La bibliothèque libre.
Le texte de cette page a été corrigé et est conforme au fac-similé.
658
[1388]
CHRONIQUES DE J. FROISSART.

prit-il par la main. Et me fut dit que, par confirmation d’amour, il baisa le duc de Julliers, quand il fut levé, en la bouche, et puis son fils le roi de Behaigne, et puis le duc de Brabant.

Ainsi fut délivré de sa prison, par la puissance de l’empereur, le duc Wincelant de Behaigne, duc de Brabant et de Lucembourch ; et furent quittes et délivrés, sans payer rançon, tous ceux qui prisonniers étoient dessous le duc de Julliers, et qui point à finance mis ne s’étoient par l’ordonnance des traités ; et retournèrent, ces choses faites, chacun en leur lieu. L’empereur s’en alla à Prague en Behaigne, et le duc de Brabant, en Brabant, et les autres seigneurs chacun en leurs lieux. Et quand le duc de Brabant fut retourné, une taille se fit en le pays, grande et grosse, pour restituer aux chevaliers et écuyers aucuns de leurs dommages.

CHAPITRE XCIV.

Comment le duc de Brabant mourut ; et comment le duc Guillaume du Guerles voulut traiter à la duchesse de Brabant pour ravoir les châteaux de Gaugelch, Buch et Mille, et de la réponse que la duchesse en fit ; et comment le duc Guillaume fit alliance au roi d’Angleterre et aux Anglois.

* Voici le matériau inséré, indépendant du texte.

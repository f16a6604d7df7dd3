//! CLI argument definitions using clap.

use clap::{Parser, Subcommand, ValueEnum};
use std::path::PathBuf;

/// CineSum - media summarization pipeline runner
#[derive(Parser, Debug)]
#[command(
    name = "cinesum",
    author,
    version,
    about = "CineSum media summarization pipeline",
    long_about = "Runs a media file through the five CineSum stages.\n\n\
                  Transcription, speaker diarization, summarization, asset generation \n\
                  and final assembly run in order; progress and log events are \n\
                  dispatched to the configured sinks."
)]
pub struct Cli {
    /// Increase logging verbosity (-v for debug, -vv for trace)
    #[arg(short, long, action = clap::ArgAction::Count, global = true, env = "CINESUM_VERBOSE")]
    pub verbose: u8,

    /// Suppress all output except errors
    #[arg(short, long, global = true, conflicts_with = "verbose")]
    pub quiet: bool,

    /// Log output format
    #[arg(
        long,
        value_enum,
        default_value = "pretty",
        global = true,
        env = "CINESUM_LOG_FORMAT"
    )]
    pub log_format: LogFormat,

    #[command(subcommand)]
    pub command: Commands,
}

/// Available CLI commands
#[derive(Subcommand, Debug)]
pub enum Commands {
    /// Run the pipeline on a media file
    Run(RunArgs),

    /// Validate configuration file without running
    Validate(ValidateArgs),

    /// Display configuration information
    Info(InfoArgs),

    /// List the pipeline stages in execution order
    Stages(StagesArgs),
}

/// Arguments for the `run` command
#[derive(Parser, Debug, Clone)]
pub struct RunArgs {
    /// Media file to process
    #[arg(short, long, env = "CINESUM_INPUT")]
    pub input: PathBuf,

    /// Path to configuration file (TOML or JSON)
    #[arg(short, long, env = "CINESUM_CONFIG")]
    pub config: Option<PathBuf>,

    /// Per-stage timeout in seconds, overrides the configuration (0 = none)
    #[arg(long, env = "CINESUM_STAGE_TIMEOUT")]
    pub stage_timeout: Option<u64>,

    /// Validate configuration and exit without running pipeline
    #[arg(long)]
    pub dry_run: bool,

    /// Metrics server port (0 = disabled)
    #[arg(long, default_value = "0", env = "CINESUM_METRICS_PORT")]
    pub metrics_port: u16,
}

/// Arguments for the `validate` command
#[derive(Parser, Debug)]
pub struct ValidateArgs {
    /// Path to configuration file to validate
    #[arg(short, long, default_value = "cinesum.toml")]
    pub config: PathBuf,

    /// Output validation result as JSON
    #[arg(long)]
    pub json: bool,
}

/// Arguments for the `info` command
#[derive(Parser, Debug)]
pub struct InfoArgs {
    /// Path to configuration file
    #[arg(short, long, default_value = "cinesum.toml")]
    pub config: PathBuf,

    /// Output as JSON
    #[arg(long)]
    pub json: bool,

    /// Show per-stage tool wiring
    #[arg(long)]
    pub tools: bool,

    /// Show sink configuration
    #[arg(long)]
    pub sinks: bool,
}

/// Arguments for the `stages` command
#[derive(Parser, Debug)]
pub struct StagesArgs {
    /// Output as JSON
    #[arg(long)]
    pub json: bool,
}

/// Log output format
#[derive(ValueEnum, Clone, Copy, Debug, Default)]
pub enum LogFormat {
    /// JSON structured logging
    Json,
    /// Human-readable pretty format
    #[default]
    Pretty,
    /// Compact single-line format
    Compact,
}

impl From<LogFormat> for observability::LogFormat {
    fn from(format: LogFormat) -> Self {
        match format {
            LogFormat::Json => observability::LogFormat::Json,
            LogFormat::Pretty => observability::LogFormat::Pretty,
            LogFormat::Compact => observability::LogFormat::Compact,
        }
    }
}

Je me suis ensoigné de traiter celle matière au long, pour renforcer celle histoire, tant que pour la mener au point et au fait là où je tends a venir, et pour éclaircir toute la vérité de la querelle, ni pourquoi le roi Charles de France fut mené à puissance de gens d’armes en Allemagne. Or me fussé-je bien passé si je voulsisse de l’avoir tant prolongée, car toutes choses, tant que au regard des dates et des saisons, sont passées, et dussent être, en record, mis au procès de notre histoire ci-dessus. Vérité est que j’en touche bien en aucune manière, et toutefois c’est petit. Mais quand la connoissance me vint que le roi de France et le roi d’Angleterre s’en vouloient ensoigner, je me réveillai à ouvrer l’histoire et la matière, plus avant que je n’eusse encore fait. Si dirai ainsi.

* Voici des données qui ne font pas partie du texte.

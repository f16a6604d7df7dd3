//! Pipeline log entries (the console the observer renders).

use chrono::{DateTime, Utc};
use serde::{Deserialize, Serialize};
use std::fmt;

use crate::StageId;

/// Log severity
#[derive(Debug, Clone, Copy, PartialEq, Eq, Serialize, Deserialize)]
#[serde(rename_all = "UPPERCASE")]
pub enum LogLevel {
    Info,
    Warn,
    Error,
    Debug,
}

impl fmt::Display for LogLevel {
    fn fmt(&self, f: &mut fmt::Formatter<'_>) -> fmt::Result {
        let s = match self {
            LogLevel::Info => "INFO",
            LogLevel::Warn => "WARN",
            LogLevel::Error => "ERROR",
            LogLevel::Debug => "DEBUG",
        };
        f.write_str(s)
    }
}

/// Immutable log line
#[derive(Debug, Clone, PartialEq, Serialize, Deserialize)]
pub struct LogEntry {
    pub timestamp: DateTime<Utc>,
    pub level: LogLevel,
    pub message: String,

    /// Stage the line refers to, if any
    #[serde(default, skip_serializing_if = "Option::is_none")]
    pub stage: Option<StageId>,
}

impl LogEntry {
    /// Create an entry stamped with the current time
    pub fn new(level: LogLevel, message: impl Into<String>) -> Self {
        Self {
            timestamp: Utc::now(),
            level,
            message: message.into(),
            stage: None,
        }
    }

    /// Tag the entry with a stage
    pub fn for_stage(mut self, stage: StageId) -> Self {
        self.stage = Some(stage);
        self
    }

    pub fn info(message: impl Into<String>) -> Self {
        Self::new(LogLevel::Info, message)
    }

    pub fn warn(message: impl Into<String>) -> Self {
        Self::new(LogLevel::Warn, message)
    }

    pub fn error(message: impl Into<String>) -> Self {
        Self::new(LogLevel::Error, message)
    }

    pub fn debug(message: impl Into<String>) -> Self {
        Self::new(LogLevel::Debug, message)
    }
}

impl fmt::Display for LogEntry {
    fn fmt(&self, f: &mut fmt::Formatter<'_>) -> fmt::Result {
        write!(
            f,
            "[{}] {}: {}",
            self.timestamp.format("%H:%M:%S"),
            self.level,
            self.message
        )
    }
}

Quand le duc Wincelant fut retourné en son pays, et il fut de tous points délivré de la prison et du danger du duc de Julliers, si comme vous avez ouï, il lui prit volonté de visiter ses terres et ses chastels, tant en la duché de Lucembourch comme ailleurs ; et prit son chemin, en allant en Aussay, devers la bonne cité de Strasbourch, parmi la terre de Fauquemont ; et regarda à ces trois chasteaux, par lesquels venoit tout le mal-talent au duc de Guerles, c’est à savoir Gaugelch, Buch et Mille[1] ; et les trouva et vit beaux et forts, et bien séans, et de belle garde. Et si au devant il les avoit bien aimés, encore les aima-t-il mieux après, et ordonna, par les rentiers des lieux, qu’on fît ouvrer à tous et fortifier, et furent mis ouvriers en œuvre, maçons, charpentiers et fossoyeurs, pour remparer les lieux et les ouvrages. Et à son département il institua un moult vaillant chevalier et sage homme à être souverain regard et gardien des dits chastels, lequel chevalier on appeloit messire Jean de Grousselt.

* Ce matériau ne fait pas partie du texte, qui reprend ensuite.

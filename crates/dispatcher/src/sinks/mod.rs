//! Sink implementations
//!
//! Contains LogSink and FileSink.

mod file;
mod log;

pub use self::file::FileSink;
pub use self::log::LogSink;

Cil, au commandement et ordonnance du duc, prit le soin et la charge de garder, et à ses périls, les chastels. Le duc passa outre ; et fit son chemin, et visita toutes ses terres, et séjourna sus tant que bon lui fut, et puis s’en retourna en Brabant, car là étoit sa souveraine demeure.

En ce temps avoit épousé messire Jean de Blois l’ains-née dame et duchesse de Guerles ; car l’héritage de son droit lui étoit revenu et reçu par la mort de messire Édouard de Guerles son frère ; lequel avoit été occis, si comme vous savez, en la bataille de Julliers. Mais sa sœur, la duchesse de Julliers, lui débattoit et démontroit grand chalenge ; aussi les chevaliers, la greigneur partie, et les bonnes villes de Guerles, s’inclinoient plus à la dame de Julliers, pourtant qu’elle avoit un beau fils qui jà chevauchoit, qu’à l’autre ; et bien le montrèrent, car toujours elle fut tenue en guerre ; ni oncques possession paisible n’en pouvoit avoir, ni messire Jean de Blois son mari ; mais lui coûta celle guerre, à poursuivre le chalenge et droit de sa dite femme, plus de cent mille francs.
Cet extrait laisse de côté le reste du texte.